Exercise material:

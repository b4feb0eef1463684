//! In-memory spawner for driving the pool without real processes.
//!
//! Every spawn hands a `SpawnedWorker` to the test through a `SpawnLog`.
//! The test then plays the worker's part: announce readiness, answer
//! health checks, exit with a chosen status.

use std::sync::Arc;
use std::sync::atomic::{AtomicU32, Ordering};

use tokio::sync::mpsc;
use tokio::task::JoinHandle;

use forkgrid_core::{ClusterError, MasterMessage, WorkerExit, WorkerId, WorkerMessage};

use crate::error::PoolError;
use crate::event::{PoolEvent, PoolEventSender};
use crate::spawner::{Spawner, WorkerControl, WorkerHandle};

/// A `Spawner` that creates no processes.
#[derive(Debug, Clone)]
pub struct ManualSpawner {
    spawned: mpsc::UnboundedSender<SpawnedWorker>,
    allowed: Arc<AtomicU32>,
    next_pid: Arc<AtomicU32>,
}

/// Receives the workers a `ManualSpawner` "forked".
#[derive(Debug)]
pub struct SpawnLog {
    spawned: mpsc::UnboundedReceiver<SpawnedWorker>,
    allowed: Arc<AtomicU32>,
}

/// Spawns left before `ManualSpawner` starts refusing. `MAX` is unlimited.
const UNLIMITED: u32 = u32::MAX;

impl ManualSpawner {
    pub fn new() -> (Self, SpawnLog) {
        let (tx, rx) = mpsc::unbounded_channel();
        let allowed = Arc::new(AtomicU32::new(UNLIMITED));
        (
            Self {
                spawned: tx,
                allowed: Arc::clone(&allowed),
                next_pid: Arc::new(AtomicU32::new(1000)),
            },
            SpawnLog { spawned: rx, allowed },
        )
    }
}

impl Spawner for ManualSpawner {
    async fn spawn(
        &mut self,
        id: WorkerId,
        events: PoolEventSender,
    ) -> Result<WorkerHandle, PoolError> {
        let granted = self
            .allowed
            .fetch_update(Ordering::SeqCst, Ordering::SeqCst, |left| match left {
                0 => None,
                UNLIMITED => Some(UNLIMITED),
                n => Some(n - 1),
            });
        if granted.is_err() {
            return Err(ClusterError::Spawn(std::io::Error::other("fork refused")).into());
        }
        let pid = self.next_pid.fetch_add(1, Ordering::SeqCst);
        let (control_tx, control_rx) = mpsc::unbounded_channel();
        let _ = self.spawned.send(SpawnedWorker {
            id,
            pid,
            events,
            control: control_rx,
        });
        Ok(WorkerHandle::new(Some(pid), control_tx))
    }
}

impl SpawnLog {
    /// The next worker spawned so far, if any.
    pub fn try_next(&mut self) -> Option<SpawnedWorker> {
        self.spawned.try_recv().ok()
    }

    /// Every worker spawned since the last call.
    pub fn drain(&mut self) -> Vec<SpawnedWorker> {
        std::iter::from_fn(|| self.try_next()).collect()
    }

    /// Make every following spawn fail until cleared.
    pub fn fail_spawns(&self, fail: bool) {
        let allowed = if fail { 0 } else { UNLIMITED };
        self.allowed.store(allowed, Ordering::SeqCst);
    }

    /// Let `count` more spawns succeed, then fail every one after.
    pub fn fail_spawns_after(&self, count: u32) {
        self.allowed.store(count, Ordering::SeqCst);
    }
}

/// The test's end of one fake worker.
#[derive(Debug)]
pub struct SpawnedWorker {
    pub id: WorkerId,
    pub pid: u32,
    events: PoolEventSender,
    control: mpsc::UnboundedReceiver<WorkerControl>,
}

impl SpawnedWorker {
    pub fn send(&self, message: WorkerMessage) {
        let _ = self.events.send(PoolEvent::Message {
            id: self.id,
            message,
        });
    }

    pub fn ready(&self, port: u16) {
        self.send(WorkerMessage::Ready { port });
    }

    pub fn report(&self, cpu_usage: f64, memory_usage: f64) {
        self.send(WorkerMessage::WorkerMetrics {
            cpu_usage,
            memory_usage,
            memory_bytes: 0,
            uptime: 1.0,
        });
    }

    pub fn exit(&self, exit: WorkerExit) {
        let _ = self.events.send(PoolEvent::Exited { id: self.id, exit });
    }

    /// The next pending control instruction, without waiting.
    pub fn try_control(&mut self) -> Option<WorkerControl> {
        self.control.try_recv().ok()
    }

    /// Every pending control instruction.
    pub fn controls(&mut self) -> Vec<WorkerControl> {
        std::iter::from_fn(|| self.try_control()).collect()
    }

    pub async fn next_control(&mut self) -> Option<WorkerControl> {
        self.control.recv().await
    }

    /// Answer health checks, exit 0 on `shutdown`, die by signal on kill.
    pub fn behave(mut self) -> JoinHandle<()> {
        tokio::spawn(async move {
            while let Some(control) = self.next_control().await {
                match control {
                    WorkerControl::Send(MasterMessage::HealthCheck { timestamp }) => {
                        self.send(WorkerMessage::HealthCheckResponse { timestamp });
                    }
                    WorkerControl::Send(MasterMessage::Shutdown) => {
                        self.exit(WorkerExit::Code(0));
                        return;
                    }
                    WorkerControl::Kill => {
                        self.exit(WorkerExit::Signal(9));
                        return;
                    }
                }
            }
        })
    }

    /// Ignore `shutdown`; only a kill ends it.
    pub fn stubborn(mut self) -> JoinHandle<()> {
        tokio::spawn(async move {
            while let Some(control) = self.next_control().await {
                if control == WorkerControl::Kill {
                    self.exit(WorkerExit::Signal(9));
                    return;
                }
            }
        })
    }

    /// Ignore everything, including kills. Returns the kills it swallowed.
    pub fn hung(mut self) -> JoinHandle<u32> {
        tokio::spawn(async move {
            let mut kills = 0;
            while let Some(control) = self.next_control().await {
                if control == WorkerControl::Kill {
                    kills += 1;
                }
            }
            kills
        })
    }
}
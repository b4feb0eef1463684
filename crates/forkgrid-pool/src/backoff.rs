//! Crash-loop protection for worker respawns.
//!
//! Every worker carries the `RestartHistory` of the lineage it belongs to:
//! a replacement inherits the history of the worker it replaced. Once the
//! lineage restarts more than `max_restarts` times inside `window`, each
//! further respawn waits `backoff` before forking.

use std::time::Duration;

use tokio::time::Instant;

use forkgrid_core::config::PoolConfig;

#[derive(Debug, Clone, Copy, PartialEq, Eq)]
pub struct RestartPolicy {
    pub max_restarts: u32,
    pub window: Duration,
    pub backoff: Duration,
}

impl RestartPolicy {
    pub fn from_config(config: &PoolConfig) -> Self {
        Self {
            max_restarts: config.max_restarts,
            window: config.restart_window,
            backoff: config.restart_backoff,
        }
    }

    /// Delay before respawning a lineage that has restarted `count` times.
    pub fn delay_for(&self, count: u32) -> Option<Duration> {
        (count > self.max_restarts).then_some(self.backoff)
    }
}

impl Default for RestartPolicy {
    fn default() -> Self {
        Self::from_config(&PoolConfig::default())
    }
}

/// Restart count of one worker lineage inside the current window.
#[derive(Debug, Clone, Copy, Default, PartialEq, Eq)]
pub struct RestartHistory {
    count: u32,
    window_start: Option<Instant>,
}

impl RestartHistory {
    pub fn count(&self) -> u32 {
        self.count
    }

    /// Count one more restart at `now` and return the new total.
    ///
    /// The window opens at the first restart and the count starts over once
    /// `window` has elapsed since then.
    pub fn record(&mut self, now: Instant, window: Duration) -> u32 {
        if let Some(start) = self.window_start {
            if now.saturating_duration_since(start) > window {
                self.count = 0;
                self.window_start = None;
            }
        }
        self.window_start.get_or_insert(now);
        self.count += 1;
        self.count
    }
}

#[cfg(test)]
mod tests {
    use super::*;

    #[test]
    fn delay_only_past_the_limit() {
        let policy = RestartPolicy::default();
        assert_eq!(policy.delay_for(5), None);
        assert_eq!(policy.delay_for(6), Some(Duration::from_secs(30)));
    }

    #[tokio::test(start_paused = true)]
    async fn counts_within_window() {
        let mut history = RestartHistory::default();
        let window = Duration::from_secs(300);
        for expected in 1..=6 {
            assert_eq!(history.record(Instant::now(), window), expected);
            tokio::time::advance(Duration::from_secs(10)).await;
        }
    }

    #[tokio::test(start_paused = true)]
    async fn window_expiry_resets_count() {
        let mut history = RestartHistory::default();
        let window = Duration::from_secs(300);
        history.record(Instant::now(), window);
        history.record(Instant::now(), window);

        tokio::time::advance(Duration::from_secs(301)).await;
        assert_eq!(history.record(Instant::now(), window), 1);
        assert_eq!(history.count(), 1);
    }
}
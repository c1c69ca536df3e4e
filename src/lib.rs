pub mod cache;
pub mod config;
pub mod controllers;
pub mod database;
pub mod models;
pub mod redis_client;
pub mod reservation;
pub mod services;
pub mod session;

use std::sync::Arc;

use reservation::{PostgresStore, ReservationEngine};

// Shared state для всего приложения
#[derive(Clone)]
pub struct AppState {
    pub db: database::Database,
    pub redis: redis_client::RedisClient,
    pub cache: cache::CacheService,
    pub engine: ReservationEngine,
    pub config: config::Config,
}

impl AppState {
    pub async fn new(config: config::Config) -> anyhow::Result<Arc<Self>> {
        let db = database::Database::new(&config.database.url, config.database.pool_size).await?;

        db.run_migrations().await?;

        let redis = redis_client::RedisClient::new(&config.redis.url).await?;

        let engine = ReservationEngine::new(
            Arc::new(PostgresStore::new(db.pool.clone())),
            config.reservation.hold_ttl_seconds,
        );
        engine.warn_if_short_ttl();

        let cache = cache::CacheService::new(redis.clone(), engine.clone());

        Ok(Arc::new(Self {
            db,
            redis,
            cache,
            engine,
            config,
        }))
    }
}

Exercise aim:
Show every line of the listing that includes the word "WorkerMessage".

Your response:
use forkgrid_core::{ClusterError, MasterMessage, WorkerExit, WorkerId, WorkerMessage};
    pub fn send(&self, message: WorkerMessage) {
        self.send(WorkerMessage::Ready { port });
        self.send(WorkerMessage::WorkerMetrics {
                        self.send(WorkerMessage::HealthCheckResponse { timestamp });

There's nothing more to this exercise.